La mise en scène de David Bobée (sa seconde à l’opéra après The Rake’s progress) est à la fois sobre et épurée, moderne dans son esthétique et fidèle au livret. Durant l’ouverture, des images d’Epinal révèlent au public les événements précédant l’intrigue dans un enchevêtrement des temporalités : durant le récit des combats opposant les familles Luddorf et Moldaw, vêtues de cuirs modernes et d’armures anciennes, des actions figées ou au ralenti sont placées sur le même plan que des actions à vitesse réelle pour un rendu très cinématographique.
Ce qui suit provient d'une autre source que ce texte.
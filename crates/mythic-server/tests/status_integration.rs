#[allow(dead_code)]
mod common;

use common::{ALICE, TestServer, ws_connect_as};

#[tokio::test]
async fn status_reports_health() {
    let server = TestServer::new().await;
    let resp = reqwest::get(format!("{}/status", server.base_url()))
        .await
        .unwrap();
    assert_eq!(resp.status(), 200);

    let body: serde_json::Value = resp.json().await.unwrap();
    assert_eq!(body["status"], "healthy");
    assert!(body["timestamp"].as_str().unwrap().contains('T'));
    assert!(body["uptime"].is_u64());
    assert!(body["uptimeFormatted"].as_str().unwrap().ends_with('s'));
    assert_eq!(body["server"]["port"], server.server.local_addr().port());
    assert_eq!(body["server"]["pingInterval"], 30_000);
    assert_eq!(body["server"]["pongTimeout"], 60_000);
    assert_eq!(body["clients"]["total"], 0);
    assert_eq!(body["database"]["status"], "connected");
}

#[tokio::test]
async fn status_counts_clients() {
    let server = TestServer::new().await;
    let (_stream, _) = ws_connect_as(&server, ALICE).await;

    let body: serde_json::Value = reqwest::get(format!("{}/status", server.base_url()))
        .await
        .unwrap()
        .json()
        .await
        .unwrap();
    assert_eq!(body["clients"]["total"], 1);
    assert_eq!(body["clients"]["alive"], 1);
    assert_eq!(body["clients"]["inactive"], 0);
}

#[tokio::test]
async fn status_reports_store_outage() {
    let server = TestServer::new().await;
    server.store.set_offline(true);

    let body: serde_json::Value = reqwest::get(format!("{}/status", server.base_url()))
        .await
        .unwrap()
        .json()
        .await
        .unwrap();
    assert_eq!(body["status"], "healthy");
    assert_eq!(body["database"]["status"], "disconnected");
}

#[tokio::test]
async fn unknown_route_is_json_404() {
    let server = TestServer::new().await;
    let resp = reqwest::get(format!("{}/leaderboard", server.base_url()))
        .await
        .unwrap();
    assert_eq!(resp.status(), 404);
    let body: serde_json::Value = resp.json().await.unwrap();
    assert_eq!(body["error"], "Not Found");
    assert_eq!(body["message"], "Available endpoints: GET /status");
}

#[tokio::test]
async fn preflight_is_accepted() {
    let server = TestServer::new().await;
    let client = reqwest::Client::new();

    let resp = client
        .request(reqwest::Method::OPTIONS, format!("{}/anything", server.base_url()))
        .send()
        .await
        .unwrap();
    assert_eq!(resp.status(), 200);

    let resp = client
        .request(reqwest::Method::OPTIONS, format!("{}/status", server.base_url()))
        .send()
        .await
        .unwrap();
    assert_eq!(resp.status(), 200);

    let resp = client
        .request(reqwest::Method::OPTIONS, format!("{}/status", server.base_url()))
        .header("Origin", "http://example.com")
        .header("Access-Control-Request-Method", "GET")
        .send()
        .await
        .unwrap();
    assert!(resp.status().is_success());
    assert!(resp.headers().contains_key("access-control-allow-origin"));
}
Plus tard, la vidéo viendra illustrer (sans grand apport dramaturgique) les propos et les lieux. L’épure de la scénographie laisse s’exprimer le théâtre (univers de prédilection de Bobée) et une direction d’acteurs très aboutie.
Le premier d’entre eux, Michael Spyres (en Rodolphe), se voit confier un rôle aux proportions exagérées : en largeur par sa présence scénique et l’étendue de ses airs, en hauteur par l’ambitus (écart entre les notes extrêmes de la partition) vertigineux qu’il nécessite, et en profondeur par la variété des sentiments qu’il doit incarner. Peu de ténors peuvent s’y confronter, mais Spyres en fait indéniablement partie. Si l’aigu apparaît tendu dans ses premières interventions, son chant s’assouplit au fil de la soirée, se module et se nuance (son long « à minuit » se fait doux et délicatement vibré). Une belle maîtrise du souffle et une technique saine lui permettent de tenir jusqu’au bout sans paraître fatigué. Sa diction, légèrement nasale, produit un français très compréhensible malgré quelques imperfections (un « u » trop ouvert transforme par exemple « mon âme émue » en « mon âme aimée »).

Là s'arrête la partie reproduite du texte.